Back in June 2014, we were among the first to observe in near real-time that China’s economy had cooling to the point where it could be considered to be in recession, which we based on a unique combination of trade and environmental data. The recessionary conditions that we observed persisted from 2014 through mid-2016, when they finally began to reverse. We noted at the time that both trade data and the measurements of carbon dioxide emitted into the atmosphere indicated that the Earth’s economy was cooling during that period.
In January 2017, the outgoing Obama administration claimed that the global economy was growing while carbon emissions were flat, an apparent decoupling between the two that directly contradicted our observations.

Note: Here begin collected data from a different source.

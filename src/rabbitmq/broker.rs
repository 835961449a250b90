// src/rabbitmq/broker.rs
// The broker operations consumers and producers are written against.

use async_trait::async_trait;
use futures::stream::BoxStream;
use tracing::{debug, warn};

use super::errors::Result;
use crate::config::{QueueArguments, QueueConfig, QueueFlags};

/// Wire fields of one inbound delivery.
#[derive(Debug, Clone, Default, PartialEq, Eq)]
pub struct Delivery {
    pub message_id: String,
    pub kind: String,
    pub body: Vec<u8>,
    pub correlation_id: String,
    pub app_id: String,
    pub content_type: String,
}

/// Wire fields of one outbound publish.
#[derive(Debug, Clone, Default, PartialEq, Eq)]
pub struct PublishFields {
    pub message_id: String,
    pub kind: String,
    pub content_type: String,
    pub correlation_id: String,
    pub app_id: String,
    pub body: Vec<u8>,
}

impl From<PublishFields> for Delivery {
    fn from(fields: PublishFields) -> Self {
        Delivery {
            message_id: fields.message_id,
            kind: fields.kind,
            body: fields.body,
            correlation_id: fields.correlation_id,
            app_id: fields.app_id,
            content_type: fields.content_type,
        }
    }
}

#[derive(Debug, Clone, Copy, Default, PartialEq, Eq)]
pub struct PublishOptions {
    pub mandatory: bool,
    pub immediate: bool,
}

/// What the broker reported back from a queue declaration.
#[derive(Debug, Clone, PartialEq, Eq)]
pub struct QueueHandle {
    pub name: String,
    pub message_count: u32,
    pub consumer_count: u32,
}

pub type DeliveryStream = BoxStream<'static, Result<Delivery>>;

#[async_trait]
pub trait BrokerClient: Send + Sync + 'static {
    type Connection: BrokerConnection;

    async fn connect(&self, uri: &str) -> Result<Self::Connection>;
}

#[async_trait]
pub trait BrokerConnection: Send + Sync + 'static {
    type Channel: BrokerChannel;

    async fn open_channel(&self) -> Result<Self::Channel>;

    async fn close(&self) -> Result<()>;
}

#[async_trait]
pub trait BrokerChannel: Send + Sync + 'static {
    async fn declare_queue(
        &self,
        name: &str,
        flags: QueueFlags,
        arguments: &QueueArguments,
    ) -> Result<QueueHandle>;

    /// Subscribes to `queue`; deliveries are acknowledged on receipt.
    async fn open_delivery_stream(&self, queue: &str, consumer_tag: &str) -> Result<DeliveryStream>;

    async fn publish(
        &self,
        exchange: &str,
        routing_key: &str,
        options: PublishOptions,
        fields: PublishFields,
    ) -> Result<()>;

    async fn close(&self) -> Result<()>;
}

/// Connection, channel and declared queue held by a running instance.
pub(crate) struct QueueSession<B: BrokerClient> {
    pub connection: B::Connection,
    pub channel: <B::Connection as BrokerConnection>::Channel,
    pub queue: QueueHandle,
}

/// Connects, opens a channel and declares the configured queue.
///
/// Whatever was acquired before a failing step is released again.
pub(crate) async fn open_session<B: BrokerClient>(
    broker: &B,
    config: &QueueConfig,
) -> Result<QueueSession<B>> {
    let connection = broker.connect(&config.connection_string()).await?;

    let channel = match connection.open_channel().await {
        Ok(channel) => channel,
        Err(error) => {
            close_connection(&connection).await;
            return Err(error);
        }
    };

    match channel
        .declare_queue(&config.name, config.flags(), &config.arguments)
        .await
    {
        Ok(queue) => {
            debug!(queue = %queue.name, messages = queue.message_count, "queue declared");
            Ok(QueueSession { connection, channel, queue })
        }
        Err(error) => {
            close_channel(&channel).await;
            close_connection(&connection).await;
            Err(error)
        }
    }
}

impl<B: BrokerClient> QueueSession<B> {
    /// Closes the channel, then the connection.
    pub(crate) async fn close(self) {
        close_channel(&self.channel).await;
        close_connection(&self.connection).await;
    }
}

async fn close_channel<Ch: BrokerChannel>(channel: &Ch) {
    if let Err(error) = channel.close().await {
        warn!(%error, "failed to close channel");
    }
}

async fn close_connection<C: BrokerConnection>(connection: &C) {
    if let Err(error) = connection.close().await {
        warn!(%error, "failed to close connection");
    }
}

On 13 November 2017, we got a stunning vindication of our observations from the Global Carbon Project, which released its latest updates and measurements for worldwide carbon emissions, via the Financial Times, which reported the following (emphasis ours):
Stronger Chinese economic growth will push global greenhouse gas emissions to a record high in 2017 after remaining flat for three years, dashing tentative hopes of a turning point in the world’s efforts to curb climate change.
A new report by the Global Carbon Project, an international research consortium, predicts that carbon dioxide emissions from fossil fuels and industry will rise 2 per cent this year. The report was released at the UN climate change meeting in Bonn on Monday….
This year’s rise is especially disappointing as it follows three years of almost no growth in emissions despite a world economy expanding at a steady clip. In 2016, emissions were flat even though the world economy grew 3.2 per cent. One explanation for the uptick is that China’s economic slowdown in the middle part of this decade was more pronounced than official figures suggested.